Headline: The World’s Largest Agricultural Meteorological Observation Network Is Now in Place
On the 6th, a reporter learned from the China Meteorological Administration that our country has built the world’s largest agricultural meteorological observation network. This network, constructed based on an “air-space-ground” integrated monitoring model, is becoming a “scientific and technological shield” for safeguarding national food security and a “digital engine” driving the development of smart agriculture.

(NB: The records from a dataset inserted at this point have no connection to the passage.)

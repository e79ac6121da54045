// Attribution tracker, players who left a lineup but still carry locked points.
//
// Responsibilities
// - Find players with locked rows in the matchup who are no longer in the current lineup.
// - Report the locked days, the locked active days and the points those rows still contribute.
//
// Boundaries
// - Read only. Never writes a row, never treats a dropped player as a reason to edit history.

use crate::modules::roster_lock::core::errors::RosterLockError;
use crate::modules::roster_lock::core::scoring::{ScoringWeights, score_slot};
use crate::shared::core::primitives::{MatchupId, PlayerId, TeamId};
use crate::shared::infrastructure::league_data::{LineupSource, MatchupSource, ScoringRules, StatFeed};
use crate::shared::infrastructure::snapshot_store::SnapshotStore;
use chrono::NaiveDate;
use rust_decimal::Decimal;
use serde::Serialize;
use std::collections::BTreeMap;
use std::sync::Arc;

#[derive(Debug, Clone, PartialEq, Eq, Serialize)]
pub struct DroppedContributor {
    pub player_id: PlayerId,
    pub locked_days: usize,
    pub active_days: usize,
    pub points: Decimal,
    pub last_snapshot_on: NaiveDate,
}

pub struct AttributionTracker<TStore, TLeague>
where
    TStore: SnapshotStore + 'static,
    TLeague: LineupSource + MatchupSource + StatFeed + ScoringRules + 'static,
{
    store: Arc<TStore>,
    league: Arc<TLeague>,
}

impl<TStore, TLeague> AttributionTracker<TStore, TLeague>
where
    TStore: SnapshotStore + 'static,
    TLeague: LineupSource + MatchupSource + StatFeed + ScoringRules + 'static,
{
    pub fn new(store: Arc<TStore>, league: Arc<TLeague>) -> Self {
        Self { store, league }
    }

    /// Ordered by player id.
    pub async fn dropped_contributors(
        &self,
        team_id: TeamId,
        matchup_id: MatchupId,
    ) -> Result<Vec<DroppedContributor>, RosterLockError> {
        let matchup = self
            .league
            .matchup(matchup_id)
            .await?
            .ok_or(RosterLockError::MatchupNotFound { matchup_id })?;
        if !matchup.involves(team_id) {
            return Err(RosterLockError::TeamNotInMatchup { team_id, matchup_id });
        }
        let lineup = self
            .league
            .current_lineup(team_id)
            .await?
            .ok_or(RosterLockError::LineupNotFound { team_id })?;
        let weights = self
            .league
            .weights_for_league(matchup.league_id)
            .await
            .unwrap_or_else(|error| {
                tracing::warn!(league_id = matchup.league_id, %error, "scoring rules unavailable, using standard weights");
                ScoringWeights::standard()
            });

        let rows = self
            .store
            .list_for_team(team_id, Some(matchup_id), matchup.week())
            .await?;
        let mut dropped: BTreeMap<PlayerId, DroppedContributor> = BTreeMap::new();
        for row in rows.iter().filter(|r| r.is_locked() && !lineup.is_member(r.player_id())) {
            let points = if row.slot_type.counts_toward_score() {
                match self.league.daily_stat(row.player_id(), row.date()).await {
                    Ok(stat) => score_slot(row.slot_type, stat.as_ref(), &weights),
                    Err(error) => {
                        tracing::warn!(key = %row.key, %error, "stat line unavailable, counted as zero");
                        Decimal::ZERO
                    }
                }
            } else {
                Decimal::ZERO
            };
            let entry = dropped.entry(row.player_id()).or_insert_with(|| DroppedContributor {
                player_id: row.player_id(),
                locked_days: 0,
                active_days: 0,
                points: Decimal::ZERO,
                last_snapshot_on: row.date(),
            });
            entry.locked_days += 1;
            if row.slot_type.counts_toward_score() {
                entry.active_days += 1;
            }
            entry.points += points;
            entry.last_snapshot_on = entry.last_snapshot_on.max(row.date());
        }

        if !dropped.is_empty() {
            tracing::debug!(team_id, matchup_id, dropped = dropped.len(), "dropped players still attributed");
        }
        Ok(dropped.into_values().collect())
    }
}
// Final daily scores, kept once every row of the day is locked.
//
// A final day can no longer change, so the cached value is served as is.
// Days that are still live never enter the cache.

use crate::modules::roster_lock::use_cases::reconcile_scores::projection::DailyScore;
use crate::shared::core::primitives::{MatchupId, TeamId};
use chrono::NaiveDate;
use std::collections::HashMap;
use tokio::sync::RwLock;

type DayKey = (TeamId, MatchupId, NaiveDate);

#[derive(Default)]
pub struct FrozenScoreCache {
    scores: RwLock<HashMap<DayKey, DailyScore>>,
}

impl FrozenScoreCache {
    pub fn new() -> Self {
        Self::default()
    }

    pub async fn get(&self, team_id: TeamId, matchup_id: MatchupId, date: NaiveDate) -> Option<DailyScore> {
        self.scores.read().await.get(&(team_id, matchup_id, date)).cloned()
    }

    /// Ignores scores that are not final. The first final value for a day wins.
    pub async fn freeze(&self, score: &DailyScore) {
        if !score.is_final || score.degraded {
            return;
        }
        self.scores
            .write()
            .await
            .entry((score.team_id, score.matchup_id, score.date))
            .or_insert_with(|| score.clone());
    }

    pub async fn len(&self) -> usize {
        self.scores.read().await.len()
    }

    pub async fn is_empty(&self) -> bool {
        self.scores.read().await.is_empty()
    }
}
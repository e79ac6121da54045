// Composition root for the roster lock service.
//
// Responsibilities
// - Read config from the environment.
// - Instantiate the in memory collaborators, optionally seeded from a JSON file.
// - Wire them into the use case handlers shared through AppState.
// - Expose GraphQL and HTTP, spawn the lock and backfill workers.

pub mod config;
pub mod graphql;
pub mod http;
pub mod seed;
pub mod state;
pub mod workers;
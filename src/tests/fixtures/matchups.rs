use crate::modules::roster_lock::core::matchup::Matchup;
use chrono::NaiveDate;

pub const MATCHUP_ID: i64 = 10;
pub const TEAM_A: i64 = 1;
pub const TEAM_B: i64 = 2;

pub fn december(day: u32) -> NaiveDate {
    NaiveDate::from_ymd_opt(2025, 12, day).unwrap()
}

/// Team 1 against team 2, Monday Dec 8 through Sunday Dec 14.
pub fn make_week_matchup() -> Matchup {
    Matchup {
        matchup_id: MATCHUP_ID,
        league_id: 1,
        team1_id: TEAM_A,
        team2_id: TEAM_B,
        week_start: december(8),
        week_end: december(14),
    }
}
use async_graphql::{Context, Object, Result as GqlResult, SimpleObject};

use crate::modules::roster_lock::use_cases::track_attribution::handler::DroppedContributor;
use crate::shared::core::primitives::{MatchupId, PlayerId, TeamId};
use crate::shell::state::AppState;

#[derive(SimpleObject, Clone)]
pub struct GqlDroppedContributor {
    pub player_id: PlayerId,
    pub locked_days: usize,
    pub active_days: usize,
    /// Decimal points as a string.
    pub points: String,
    pub last_snapshot_on: String,
}

impl From<DroppedContributor> for GqlDroppedContributor {
    fn from(d: DroppedContributor) -> Self {
        Self {
            player_id: d.player_id,
            locked_days: d.locked_days,
            active_days: d.active_days,
            points: d.points.normalize().to_string(),
            last_snapshot_on: d.last_snapshot_on.to_string(),
        }
    }
}

#[derive(Default)]
pub struct AttributionQuery;

#[Object]
impl AttributionQuery {
    async fn dropped_contributors(
        &self,
        context: &Context<'_>,
        team_id: TeamId,
        matchup_id: MatchupId,
    ) -> GqlResult<Vec<GqlDroppedContributor>> {
        let state = context.data_unchecked::<AppState>();
        let dropped = state.tracker.dropped_contributors(team_id, matchup_id).await?;
        Ok(dropped.into_iter().map(Into::into).collect())
    }
}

According to the latest data from the China Meteorological Administration, the meteorological sector has currently built a modern agricultural meteorological observation system that includes 642 manual observation stations, 738 automatic observation stations, 15 characteristic service centers, and 91 experimental stations. The operational framework of “manual and automatic complement each other, and observation and experiments work in coordination” not only effectively fills weak links in core agricultural areas, but also expands its view to hundreds of kilometers of high altitude through a satellite remote sensing monitoring system.
In major grain-producing areas such as Henan, by integrating 48 phenological observation systems with Fengyun satellites and drone data, agricultural authorities can produce monitoring products with resolutions as high as 10 meters, ensuring that every jointing stage of winter wheat and every inch of soil moisture can be “seen, distinguished, and judged accurately.”
“The biggest feature of this observation network is that it combines ‘smart’ and ‘accurate.’” Wu Dongli, deputy director of the system division at the Meteorological Observation Center of the China Meteorological Administration, said. With support from cutting-edge technologies such as AI, laser, and hyperspectral technology, China has become the only country in the world that has a complete set of automatic observation data for crop development stages, with core data accuracy reaching above 90%.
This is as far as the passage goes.